Am new to matlab.
Can someone explain me the following code. this code is used for training the neural network
N = xlsread('data.xls','Sheet1');
N = N(1:150,:);
UN = xlsread('data.xls','Sheet2');
UN = UN(1:150,:);
traindata = [N ; UN];
save('traindata.mat','traindata');
label = [];
for i = 1 : size(N,1)*2
if( i <= size(N,1))
% label = [label ;sum(traindata(i,:))/size(traindata(i,:),2)];
label = [label ;sum(traindata(i,:))/10];
else
% label = [label ;sum(traindata(i,:))/size(traindata(i,:),2)];
label = [label ;sum(traindata(i,:))/10];
end
end
weightMat = BpTrainingProcess(4,0.0001,0.1,0.9,15,[size(traindata,1) 1],traindata,label);
I cannot find a Neural Network toolbox built-in that corresponds to BpTrainingProcess(), so this must be a file you have access to locally (or you need to obtain from the person who gave you this code). It likely strings together several function calls to Neural Network toolbox functions, or perhaps is an original implementation of a back-propagation training method.

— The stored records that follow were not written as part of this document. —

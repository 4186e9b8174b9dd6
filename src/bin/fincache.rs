use clap::Parser;
use fin_cache::cli::Cli;

#[tokio::main]
async fn main() -> anyhow::Result<()> {
    fin_cache::cli::execute(Cli::parse()).await
}
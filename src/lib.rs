//! # fin-cache
//!
//! In-process caching and statistics aggregation for personal and household finance trackers.
//!
//! Think of it as the read side of a finance app: movements, categories, statistics and profiles are fetched from an
//! authoritative store through a [`DataSource`], kept for a while in typed in-memory caches and thrown away when a
//! mutation makes them stale.
//!
//! # The Basics
//!
//! - Every kind of data has its own [`MemoryCache`](store::MemoryCache), so a statistics cache can only ever hold
//!   [`StatisticsResult`](stats::StatisticsResult) values.
//! - Entries expire by TTL, checked against an injectable [`Clock`](clock::Clock). Expired entries are never served;
//!   they are removed on the next read or by a [sweep](FinanceCache::sweep).
//! - Keys are versioned per domain. [Bumping](FinanceCache::bump_version) a domain's version orphans all its entries
//!   at once.
//! - A fetch goes through the [`QueryExecutor`](query::QueryExecutor), which serves hits, stores successful results,
//!   never caches failures and keeps per-key timing statistics.
//! - [`aggregate`](stats::aggregate) turns a window of movements into totals, a monthly series and an expense
//!   breakdown by category. It is pure and computes with exact decimals.
//!
//! The cache is a plain value: construct one per process, or per test, and pass it where it is needed.
//!
//! ```ignore
//! use fin_cache::prelude::*;
//!
//! let cache = Arc::new(FinanceCache::new(my_source, CacheConfig::default())?);
//! cache.start_sweeper();
//!
//! let scope = Scope::shared("u1", "household-7");
//! cache.preload_for_page(&scope, Page::Dashboard).await;
//! let stats = cache.statistics(&scope, StatsPeriod::HalfYear, today).await?;
//! ```
//!
//! # Features
//!
//! - `cli`: builds the `fincache` command which aggregates statistics from JSON files.

pub mod clock;
pub mod config;
pub mod domain;
pub mod error;
pub mod keys;
pub mod memory;
pub mod query;
pub mod stats;
pub mod store;
pub mod traits;
pub mod types;

#[cfg(feature = "cli")]
pub mod cli;

#[doc(inline)]
pub use domain::FinanceCache;
#[doc(inline)]
pub use traits::DataSource;

pub mod prelude {
    pub use crate::clock::Clock;
    pub use crate::clock::ManualClock;
    pub use crate::clock::SystemClock;
    pub use crate::config::CacheConfig;
    pub use crate::domain::FinanceCache;
    pub use crate::domain::Page;
    pub use crate::domain::WarmReport;
    pub use crate::domain::WarmTarget;
    pub use crate::error::Error;
    pub use crate::keys::CacheDomain;
    pub use crate::keys::MovementQuery;
    pub use crate::keys::StatisticsQuery;
    pub use crate::query::BatchEntry;
    pub use crate::query::ExecuteOptions;
    pub use crate::query::QueryExecutor;
    pub use crate::stats::aggregate;
    pub use crate::stats::StatisticsResult;
    pub use crate::stats::StatsPeriod;
    pub use crate::store::MemoryCache;
    pub use crate::traits::DataSource;
    pub use crate::types::*;
}
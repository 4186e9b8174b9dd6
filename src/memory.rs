//! A [`DataSource`] kept entirely in memory.
//!
//! Serves the command-line tool, which loads it from JSON files, and any test that needs a source with observable
//! fetch counts and a switchable outage.

use crate::traits::DataSource;
use crate::types::Category;
use crate::types::DateRange;
use crate::types::Movement;
use crate::types::Profile;
use crate::types::Scope;
use async_trait::async_trait;
use parking_lot::RwLock;
use std::collections::HashMap;
use std::sync::atomic::AtomicBool;
use std::sync::atomic::AtomicUsize;
use std::sync::atomic::Ordering;
use std::time::Duration;
use thiserror::Error;

#[derive(Debug, Clone, PartialEq, Eq, Error)]
pub enum SourceError {
    #[error("data source is unavailable")]
    Unavailable,

    #[error("no profile for user {0}")]
    ProfileNotFound(String),
}

#[derive(Debug, Default)]
pub struct MemorySource {
    movements:  RwLock<HashMap<Scope, Vec<Movement>>>,
    categories: RwLock<HashMap<Scope, Vec<Category>>>,
    profiles:   RwLock<HashMap<String, Profile>>,
    latency:    RwLock<Option<Duration>>,
    failing:    AtomicBool,
    fetches:    AtomicUsize,
}

impl MemorySource {
    pub fn new() -> Self {
        Self::default()
    }

    pub fn with_latency(self, latency: Duration) -> Self {
        *self.latency.write() = Some(latency);
        self
    }

    pub fn set_movements(&self, scope: &Scope, movements: Vec<Movement>) {
        self.movements.write().insert(scope.clone(), movements);
    }

    pub fn add_movement(&self, scope: &Scope, movement: Movement) {
        self.movements.write().entry(scope.clone()).or_default().push(movement);
    }

    pub fn set_categories(&self, scope: &Scope, categories: Vec<Category>) {
        self.categories.write().insert(scope.clone(), categories);
    }

    pub fn set_profile(&self, profile: Profile) {
        self.profiles.write().insert(profile.user_id.clone(), profile);
    }

    /// While failing, every request returns [`SourceError::Unavailable`].
    pub fn set_failing(&self, failing: bool) {
        self.failing.store(failing, Ordering::Release);
    }

    /// Number of requests served or failed so far.
    pub fn fetch_count(&self) -> usize {
        self.fetches.load(Ordering::Acquire)
    }

    pub fn reset_fetch_count(&self) {
        self.fetches.store(0, Ordering::Release);
    }

    async fn begin(&self) -> Result<(), SourceError> {
        self.fetches.fetch_add(1, Ordering::AcqRel);
        let latency = *self.latency.read();
        if let Some(latency) = latency {
            tokio::time::sleep(latency).await;
        }
        if self.failing.load(Ordering::Acquire) {
            return Err(SourceError::Unavailable);
        }
        Ok(())
    }
}

#[async_trait]
impl DataSource for MemorySource {
    type Error = SourceError;

    async fn recent_movements(&self, scope: &Scope, limit: usize) -> Result<Vec<Movement>, Self::Error> {
        self.begin().await?;
        let mut movements = self.movements.read().get(scope).cloned().unwrap_or_default();
        movements.sort_by(|a, b| b.movement_date.cmp(&a.movement_date).then_with(|| a.id.cmp(&b.id)));
        movements.truncate(limit);
        Ok(movements)
    }

    async fn movements_in_range(&self, scope: &Scope, range: &DateRange) -> Result<Vec<Movement>, Self::Error> {
        self.begin().await?;
        Ok(self
            .movements
            .read()
            .get(scope)
            .map(|all| {
                all.iter()
                    .filter(|m| range.contains(m.movement_date))
                    .cloned()
                    .collect()
            })
            .unwrap_or_default())
    }

    async fn categories(&self, scope: &Scope) -> Result<Vec<Category>, Self::Error> {
        self.begin().await?;
        Ok(self.categories.read().get(scope).cloned().unwrap_or_default())
    }

    async fn profile(&self, user_id: &str) -> Result<Profile, Self::Error> {
        self.begin().await?;
        self.profiles
            .read()
            .get(user_id)
            .cloned()
            .ok_or_else(|| SourceError::ProfileNotFound(user_id.to_string()))
    }
}
#[cfg(test)]
mod test {
    use super::*;
    use crate::clock::Clock;
    use crate::clock::ManualClock;
    use std::sync::atomic::AtomicUsize;
    use std::sync::atomic::Ordering;
    use std::sync::Arc;
    use tracing_test::traced_test;

    fn setup() -> (QueryExecutor, MemoryCache<u32>, Arc<ManualClock>) {
        let clock = Arc::new(ManualClock::default());
        let store = MemoryCache::builder()
            .name("numbers")
            .clock(Arc::clone(&clock) as Arc<dyn Clock>)
            .default_ttl(Duration::from_secs(30))
            .build()
            .unwrap();
        (QueryExecutor::builder().build().unwrap(), store, clock)
    }

    #[tokio::test]
    async fn second_call_is_served_from_cache() {
        let (executor, store, _clock) = setup();
        let counter = AtomicUsize::new(0);
        let fetches = &counter;
        let fetch = move || async move {
            fetches.fetch_add(1, Ordering::SeqCst);
            Ok::<_, String>(42)
        };

        assert_eq!(executor.execute(&store, "k", fetch, ExecuteOptions::default()).await, Ok(42));
        assert_eq!(executor.execute(&store, "k", fetch, ExecuteOptions::default()).await, Ok(42));
        assert_eq!(counter.load(Ordering::SeqCst), 1);

        let profile = executor.profile("k").unwrap();
        assert_eq!((profile.calls, profile.hits, profile.misses), (2, 1, 1));
        assert_eq!(profile.hit_rate(), 0.5);
    }

    #[tokio::test]
    async fn ttl_option_and_expiry() {
        let (executor, store, clock) = setup();
        let options = ExecuteOptions::default().with_ttl(Duration::from_secs(5));

        executor.execute(&store, "k", || async { Ok::<_, String>(1) }, options).await.unwrap();
        clock.advance(Duration::from_secs(6));
        let value = executor.execute(&store, "k", || async { Ok::<_, String>(2) }, options).await;
        assert_eq!(value, Ok(2));
    }

    #[tokio::test]
    async fn failure_is_passed_through_and_not_cached() {
        let (executor, store, _clock) = setup();

        let err = executor
            .execute(&store, "k", || async { Err::<u32, _>("boom".to_string()) }, ExecuteOptions::default())
            .await;
        assert_eq!(err, Err("boom".to_string()));
        assert_eq!(store.stats().size, 0);

        let ok = executor
            .execute(&store, "k", || async { Ok::<_, String>(7) }, ExecuteOptions::default())
            .await;
        assert_eq!(ok, Ok(7));
        assert_eq!(executor.profile("k").unwrap().failures, 1);
    }

    #[tokio::test]
    async fn bypass_refreshes_cache() {
        let (executor, store, _clock) = setup();
        store.insert("k", 1).await;

        let value = executor
            .execute(&store, "k", || async { Ok::<_, String>(2) }, ExecuteOptions::default().bypass_cache())
            .await;
        assert_eq!(value, Ok(2));
        assert_eq!(store.get("k").await, Some(2));
    }

    #[tokio::test]
    async fn batch_isolates_failures() {
        let (executor, store, _clock) = setup();

        let results = executor
            .batch(
                &store,
                vec![
                    ("first", BatchEntry::new("k1", || async { Ok::<_, String>(1) })),
                    ("second", BatchEntry::new("k2", || async { Err("unavailable".to_string()) })),
                    ("third", BatchEntry::new("k3", || async { Ok(3) })),
                ],
            )
            .await;

        assert_eq!(results.len(), 3);
        assert_eq!(results["first"], Some(1));
        assert_eq!(results["second"], None);
        assert_eq!(results["third"], Some(3));
        assert_eq!(store.get("k2").await, None);
    }

    #[tokio::test]
    async fn insights_flag_slow_keys() {
        let (_, store, _clock) = setup();
        let executor = QueryExecutor::builder()
            .slow_query_threshold(Duration::from_millis(5))
            .build()
            .unwrap();

        executor
            .execute(
                &store,
                "slow",
                || async {
                    tokio::time::sleep(Duration::from_millis(20)).await;
                    Ok::<_, String>(1)
                },
                ExecuteOptions::default(),
            )
            .await
            .unwrap();
        executor
            .execute(&store, "fast", || async { Ok::<_, String>(2) }, ExecuteOptions::default())
            .await
            .unwrap();
        executor
            .execute(&store, "fast", || async { Ok::<_, String>(2) }, ExecuteOptions::default())
            .await
            .unwrap();

        let insights = executor.performance_insights();
        assert_eq!(insights.tracked_keys, 2);
        assert_eq!(insights.total_calls, 3);
        assert_eq!(insights.cache_hits, 1);
        assert_eq!(insights.slow_queries.len(), 1);
        assert_eq!(insights.slow_queries[0].0, "slow");
        assert_eq!(insights.most_frequent[0], ("fast".to_string(), 2));

        executor.clear_stats();
        assert_eq!(executor.performance_insights().tracked_keys, 0);
    }

    #[tokio::test]
    #[traced_test]
    async fn slow_warning_comes_from_fetches_only() {
        let (_, store, _clock) = setup();
        let executor = QueryExecutor::builder()
            .slow_query_threshold(Duration::from_millis(5))
            .build()
            .unwrap();

        for _ in 0..4 {
            executor
                .execute(
                    &store,
                    "slow",
                    || async {
                        tokio::time::sleep(Duration::from_millis(20)).await;
                        Ok::<_, String>(1)
                    },
                    ExecuteOptions::default(),
                )
                .await
                .unwrap();
        }

        assert_eq!(executor.profile("slow").unwrap().hits, 3);
        logs_assert(|lines: &[&str]| {
            match lines.iter().filter(|line| line.contains("slow query slow")).count() {
                1 => Ok(()),
                n => Err(format!("expected a single slow query warning, got {n}")),
            }
        });
    }

    #[tokio::test]
    async fn unprofiled_calls_leave_no_trace() {
        let (executor, store, _clock) = setup();
        executor
            .execute(
                &store,
                "k",
                || async { Ok::<_, String>(1) },
                ExecuteOptions::default().without_profiling(),
            )
            .await
            .unwrap();
        assert!(executor.profile("k").is_none());
    }
}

Otherwise, the code has some drawbacks. For one, it doesn't appear that the interior if-else statement actually does anything. Even the lines that are commented out would leave a totally useless if-else setup. It looks like the if-else is intended to let you do different label normalization for the data loaded from Sheet1 of the Excel file vs. data loaded from Sheet2. Maybe that is important for you, but it's currently not happening in the program.
Lastly, the code uses an empty array for label and the proceeds to append rows to the empty array. This is unneeded because you already know how many rows there will be (it will total up to size(N,1)*2 = 150*2 = 300 rows. You could just as easily set label=zeros(300,1) and then use usual indexing at each iteration of the for-loop: label(i) = .... This saves time and space, but arguably won't matter much for a 300-row data set (assuming that the length of each row is not too large).

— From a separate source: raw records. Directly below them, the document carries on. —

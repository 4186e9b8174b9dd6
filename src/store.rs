use crate::clock::Clock;
use crate::clock::SystemClock;
use chrono::DateTime;
use chrono::TimeDelta;
use chrono::Utc;
use fieldx::fxstruct;
use moka::future::Cache;
use moka::ops::compute::CompResult;
use moka::ops::compute::Op;
use moka::policy::EvictionPolicy;
use std::fmt::Debug;
use std::sync::Arc;
use std::time::Duration;
use tracing::debug;
use tracing::trace;

/// A stored value together with the moment it was written and how long it may be served.
#[derive(Debug, Clone)]
pub struct CacheEntry<V> {
    value:     V,
    stored_at: DateTime<Utc>,
    ttl:       Duration,
}

impl<V> CacheEntry<V> {
    pub fn new(value: V, stored_at: DateTime<Utc>, ttl: Duration) -> Self {
        Self { value, stored_at, ttl }
    }

    /// An entry stays live while its age does not exceed its TTL.
    #[inline]
    pub fn is_live_at(&self, now: DateTime<Utc>) -> bool {
        let ttl = TimeDelta::from_std(self.ttl).unwrap_or(TimeDelta::MAX);
        now.signed_duration_since(self.stored_at) <= ttl
    }
}

/// Snapshot of a store's content. Taking it never changes the store.
#[derive(Debug, Clone, Default, PartialEq, Eq)]
pub struct StoreStats {
    pub name:                     &'static str,
    pub size:                     usize,
    /// Entries whose TTL has run out but which no read or sweep has removed yet.
    pub expired:                  usize,
    pub keys:                     Vec<String>,
    pub approximate_memory_bytes: usize,
}

/// Key/value store with a TTL per entry.
///
/// Expired entries are never served: a read that finds one removes it and reports a miss. [`sweep`](Self::sweep)
/// reclaims memory held by expired entries nobody asks for, but correctness never depends on it.
///
/// ```ignore
/// let store = MemoryCache::<Arc<Vec<Movement>>>::builder()
///     .name("movements")
///     .default_ttl(Duration::from_secs(120))
///     .build()?;
/// store.set("v1-movements-u1|recent:50", Arc::new(rows), Duration::from_secs(120)).await;
/// ```
#[fxstruct(
    sync,
    no_new,
    builder(
        doc("Builder object of [`MemoryCache`].", "", "See [`MemoryCache::builder()`] method."),
        method_doc("Implement builder pattern for [`MemoryCache`]."),
    )
)]
pub struct MemoryCache<V>
where
    V: Clone + Send + Sync + 'static,
{
    /// Store name. Most useful for debugging and logging.
    #[fieldx(get(copy), default("anonymous"))]
    name: &'static str,

    /// TTL used by [`insert`](Self::insert).
    #[fieldx(get(copy), default(Duration::from_secs(300)))]
    default_ttl: Duration,

    #[fieldx(get(copy), default(10_000))]
    max_capacity: u64,

    #[fieldx(get(clone), default(Arc::new(SystemClock) as Arc<dyn Clock>))]
    clock: Arc<dyn Clock>,

    #[fieldx(vis(pub(crate)), lazy, lock, clearer(private), get(clone), builder(off))]
    cache: Arc<Cache<String, CacheEntry<V>>>,
}

impl<V> MemoryCache<V>
where
    V: Clone + Send + Sync + 'static,
{
    fn build_cache(&self) -> Arc<Cache<String, CacheEntry<V>>> {
        Arc::new(
            Cache::builder()
                .max_capacity(self.max_capacity())
                .name(self.name())
                .eviction_policy(EvictionPolicy::lru())
                .build(),
        )
    }

    /// Store `value` under `key`, replacing whatever was there.
    pub async fn set(&self, key: impl Into<String>, value: V, ttl: Duration) {
        let key = key.into();
        trace!("[{}] SET({key}) ttl={ttl:?}", self.name());
        self.cache()
            .insert(key, CacheEntry::new(value, self.clock().now(), ttl))
            .await;
    }

    #[inline]
    pub async fn insert(&self, key: impl Into<String>, value: V) {
        self.set(key, value, self.default_ttl()).await
    }

    pub async fn get(&self, key: &str) -> Option<V> {
        let entry = self.cache().get(key).await?;

        if entry.is_live_at(self.clock().now()) {
            trace!("[{}] HIT({key})", self.name());
            return Some(entry.value);
        }

        debug!("[{}] EXPIRED({key})", self.name());
        self.evict_if_expired(key).await;
        None
    }

    /// Drop a single key. Returns `true` if there was something to drop.
    pub async fn remove(&self, key: &str) -> bool {
        self.cache().remove(key).await.is_some()
    }

    /// Without a pattern every entry goes. With one, every entry whose key contains the pattern as a plain substring.
    /// Returns the number of removed entries; matching nothing is not an error.
    pub async fn clear(&self, pattern: Option<&str>) -> usize {
        let cache = self.cache();
        let victims = cache
            .iter()
            .filter(|(k, _)| pattern.is_none_or(|p| k.contains(p)))
            .map(|(k, _)| k)
            .collect::<Vec<_>>();

        for key in victims.iter() {
            cache.invalidate(key.as_str()).await;
        }

        if !victims.is_empty() {
            debug!(
                "[{}] CLEAR({}) removed={}",
                self.name(),
                pattern.unwrap_or("*"),
                victims.len()
            );
        }
        victims.len()
    }

    pub fn stats(&self) -> StoreStats {
        let now = self.clock().now();
        let mut stats = StoreStats {
            name: self.name(),
            ..Default::default()
        };

        for (key, entry) in self.cache().iter() {
            if !entry.is_live_at(now) {
                stats.expired += 1;
            }
            stats.approximate_memory_bytes += key.len() + std::mem::size_of::<CacheEntry<V>>();
            stats.keys.push(key.as_ref().clone());
        }

        stats.keys.sort_unstable();
        stats.size = stats.keys.len();
        stats
    }

    /// Remove every entry that has outlived its TTL. Returns the number of removed entries.
    pub async fn sweep(&self) -> usize {
        let now = self.clock().now();
        let expired = self
            .cache()
            .iter()
            .filter(|(_, entry)| !entry.is_live_at(now))
            .map(|(k, _)| k)
            .collect::<Vec<_>>();

        let mut removed = 0;
        for key in expired {
            if self.evict_if_expired(&key).await {
                removed += 1;
            }
        }

        self.cache().run_pending_tasks().await;

        if removed > 0 {
            debug!("[{}] SWEEP removed={removed}", self.name());
        }
        removed
    }

    // A concurrent writer may have replaced the entry since it was seen expired; only an entry that is still expired
    // at the moment of removal gets removed.
    async fn evict_if_expired(&self, key: &str) -> bool {
        let now = self.clock().now();
        let outcome = self
            .cache()
            .entry(key.to_string())
            .and_compute_with(|entry| {
                let op = match entry {
                    Some(entry) if !entry.value().is_live_at(now) => Op::Remove,
                    _ => Op::Nop,
                };
                std::future::ready(op)
            })
            .await;
        matches!(outcome, CompResult::Removed(_))
    }

    pub fn close(&self) {
        if let Some(cache) = self.clear_cache() {
            cache.invalidate_all();
        }
    }
}

impl<V> Debug for MemoryCache<V>
where
    V: Clone + Send + Sync + 'static,
{
    fn fmt(&self, f: &mut std::fmt::Formatter<'_>) -> std::fmt::Result {
        f.debug_struct("MemoryCache")
            .field("name", &self.name())
            .field("default_ttl", &self.default_ttl())
            .field("max_capacity", &self.max_capacity())
            .finish()
    }
}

I put documentation next to the code below.
% The functionn 'xlsread()' reads data from an Excel file.
% Here it is storing the values from Sheet 1 of the file 'data.xls'
% into the variable N, and then using the syntax N = N(1:150,:) to
% change N from being all of the data into being only the first
% 150 rows of the data
N = xlsread('data.xls','Sheet1');
N = N(1:150,:);
% Now do the same thing for Sheet 2 from the Excel file.
UN = xlsread('data.xls','Sheet2');
UN = UN(1:150,:);
% This concatenates the two different data arrays together, making
% one large array where N is the top half and UN is the bottom half.
% This is basically just stacking N on top of UN into one array.
traindata = [N ; UN];
% This saves a copy of the newly stacked array into the Matlab data file
% 'traindata.mat'. From now on, you should be able to load the data from
% this file, without needing to read it from the Excel sheet above.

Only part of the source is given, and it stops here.